Atomically thin materials such as graphene, are ideal systems to study electronic states in two dimension. Topological effects in 2D systems manifest itself at the bulk-vacuum interface, i.e., the edges. Microwave Impedance Microscopy, as a spatially resolved technique, can provide direct insights on the transition of electronic states across edges. The figure shows the MIM study of quantum Hall effects in monolayer graphene. The edge states are clearly observed as the bulk goes through a transition when Landau levels are completely filled. The carrier density in the graphene can be easily tuned by electrostatic gating so that we can use MIM to resolve the LL structure throughout the graphene region. MIM measurement in such system has a few unique aspects: 1) MIM can probe sub-surface regions. In this case, the graphene is sandwiched between two hBN layers, which is a key to make high quality device. 2) MIM and transport can be performed simultaneously on the same Hall bar structure. This offers a meaningful comparison of the two measurements, which provides a comprehensive understanding of the underlying physics. More details can be found at PRL 117, 186601 (2016).

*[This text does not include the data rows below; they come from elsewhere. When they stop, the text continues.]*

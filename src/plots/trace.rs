//! Batches of traced pathlines
//!
//! Each start point is handed to the [`Tracer`]; the returned pathline is
//! cut into segments colored by the aquifer the particle occupies at the
//! start of the segment. All segments of a batch end up in one
//! [`LineCollection`] per panel: plan view `(x, y)`, profile `(x, z)`.

use std::io::Write;

use plotters::style::RGBColor;

use super::config::{CompositeOptions, HorizontalAxis, LayoutAxis, Orientation, TraceOptions, XsectionOptions};
use super::layout::{draw_composite, draw_topview, section_through};
use super::xsection::draw_xsection;
use super::PlotError;
use crate::model::{LayerType, Model, Pathline, TraceControls, TraceResult, Tracer};
use crate::output::surface::{Aspect, AxesId, Figure, LineCollection, Window};
use crate::output::visualization::{Palette, INACTIVE_COLOR};

/// Panels and retained traces of a traceline batch
#[derive(Debug, Clone, PartialEq)]
pub struct Tracelines {
    /// Plan view panel, if drawn
    pub plan: Option<AxesId>,
    /// Profile panel, if drawn
    pub profile: Option<AxesId>,
    /// One result per start point, in start-point order, when requested
    pub traces: Option<Vec<TraceResult>>,
}

/// Segment colors of `pathline`: palette entry of the aquifer number, or the
/// inactive color outside aquifers
pub fn segment_colors(model: &dyn Model, pathline: &Pathline, palette: &Palette) -> Vec<RGBColor> {
    pathline
        .samples()
        .iter()
        .zip(pathline.layers())
        .take(pathline.segment_count())
        .map(|(sample, &layer)| {
            let aq = model.find_aquifer_data(sample.x, sample.y);
            match (aq.ltype().get(layer), aq.layernumber(layer)) {
                (Some(LayerType::Aquifer), Some(number)) => palette.color(number),
                _ => INACTIVE_COLOR,
            }
        })
        .collect()
}

/// Resolve the plan and profile panels for `orientation`, creating them when needed
fn prepare_panels(
    fig: &mut Figure,
    model: &dyn Model,
    axes: Option<&[AxesId]>,
    orientation: Orientation,
    win: Window,
) -> Result<(Option<AxesId>, Option<AxesId>), PlotError> {
    match (orientation, axes) {
        (Orientation::Both, None) => {
            let opts = CompositeOptions { win: Some(win), ..CompositeOptions::default() };
            let [plan, profile] = draw_composite(fig, model, None, &opts)?;
            Ok((Some(plan), Some(profile)))
        }
        (Orientation::Both, Some(ids)) => match ids {
            [plan, profile, ..] => Ok((Some(*plan), Some(*profile))),
            _ => Err(PlotError::InvalidConfiguration(
                "orientation 'both' needs a plan and a profile panel".to_string(),
            )),
        },
        (Orientation::Plan, None) => {
            let id = fig.add_subplot();
            let ax = fig.axes_mut(id)?;
            ax.set_aspect(Aspect::Equal);
            draw_topview(ax, model, Some(win), None);
            Ok((Some(id), None))
        }
        (Orientation::Profile, None) => {
            let id = fig.add_subplot();
            let opts = XsectionOptions {
                xy: Some(section_through(win, LayoutAxis::X)),
                horizontal_axis: HorizontalAxis::X,
                ..XsectionOptions::default()
            };
            draw_xsection(fig, id, model, &opts)?;
            Ok((None, Some(id)))
        }
        (Orientation::Plan, Some(ids)) => match ids.first() {
            Some(id) => Ok((Some(*id), None)),
            None => Err(PlotError::InvalidConfiguration("no panel given for the plan view".to_string())),
        },
        (Orientation::Profile, Some(ids)) => match ids.last() {
            Some(id) => Ok((None, Some(*id))),
            None => Err(PlotError::InvalidConfiguration("no panel given for the profile".to_string())),
        },
    }
}

/// Trace one pathline per start point and draw them
///
/// Progress markers (one `.` per trace, then a newline) go to `progress`
/// when [`TraceOptions::progress`] is set.
#[allow(clippy::too_many_arguments)]
pub fn draw_tracelines<W: Write>(
    fig: &mut Figure,
    model: &dyn Model,
    tracer: &dyn Tracer,
    xstart: &[f64],
    ystart: &[f64],
    zstart: &[f64],
    axes: Option<&[AxesId]>,
    opts: &TraceOptions,
    progress: &mut W,
) -> Result<Tracelines, PlotError> {
    if xstart.len() != ystart.len() || xstart.len() != zstart.len() {
        return Err(PlotError::InvalidConfiguration(format!(
            "start coordinates differ in length: x {}, y {}, z {}",
            xstart.len(),
            ystart.len(),
            zstart.len()
        )));
    }

    let win = opts.win.unwrap_or_else(Window::unbounded);
    let palette = Palette::resolve(&opts.color, model.aq().naq());
    let (plan, profile) = prepare_panels(fig, model, axes, opts.orientation, win)?;

    // layer occupancy is only guaranteed in the detailed result
    let metadata = opts.metadata || !opts.return_traces;
    let controls = TraceControls {
        hstepmax: opts.hstepmax,
        vstepfrac: opts.vstepfrac,
        tmax: opts.tmax,
        nstepmax: opts.nstepmax,
        win,
        silent: opts.silent,
    };

    let mut plan_lines = LineCollection::new();
    let mut profile_lines = LineCollection::new();
    let mut traces = opts.return_traces.then(|| Vec::with_capacity(xstart.len()));

    for ((&x, &y), &z) in xstart.iter().zip(ystart).zip(zstart) {
        let result = tracer
            .trace(model, [x, y, z], &controls, metadata)
            .map_err(PlotError::Tracer)?;
        if metadata && matches!(result, TraceResult::Plain(_)) {
            log::warn!("tracer returned no metadata for start point ({x}, {y}, {z})");
        }

        let pathline = result.pathline();
        log::trace!("pathline from ({x}, {y}, {z}): {} samples", pathline.len());
        if opts.progress {
            write!(progress, ".")?;
            progress.flush()?;
        }

        let colors = segment_colors(model, pathline, &palette);
        if plan.is_some() {
            let points: Vec<(f64, f64)> = pathline.samples().iter().map(|s| (s.x, s.y)).collect();
            plan_lines.push_polyline(&points, &colors);
        }
        if profile.is_some() {
            let points: Vec<(f64, f64)> = pathline.samples().iter().map(|s| (s.x, s.z)).collect();
            profile_lines.push_polyline(&points, &colors);
        }

        if let Some(traces) = traces.as_mut() {
            traces.push(result);
        }
    }

    if let Some(id) = plan {
        fig.axes_mut(id)?.add_collection(plan_lines);
    }
    if let Some(id) = profile {
        let aq = model.aq();
        let ax = fig.axes_mut(id)?;
        ax.add_collection(profile_lines);
        ax.set_ylim(aq.bottom(), aq.top());
    }
    if opts.progress {
        writeln!(progress)?;
    }

    log::debug!("{}: traced {} pathline(s)", model.name(), xstart.len());
    Ok(Tracelines { plan, profile, traces })
}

    The interface between different materials, different phases in the same material, or different domains of the same phase, can be regarded as a discontinuity of certain order, and can often host electronic states with very different properties from rest of the material. MIM is a powerful technique to study such interface states: firstly being a spatially resolved technique MIM can easily access these states that often emerge in highly inhomogeneous environment; secondly MIM is very sensitive to detect conductive features therefore particularly good at identification of such states. The figure on the right shows an example of MIM study on metallic domain walls in Nd2Ir2O7. This material is an antiferromagnet with a special All-In-All-Out (AIAO) antiferromagnetic order which has two different types of domains, AIAO and its time reversal counterpart, AOAI. The domain walls between these two domains turn out to host metallic states as a result of unique synergy between spin-orbit coupling and electronic correlation. MIM is used to directly resolve such conductive domain wall states, and their spatial configurations further facilitate study of the dynamics of the AIAO order. More details can be found at Science 350, 538 (2015).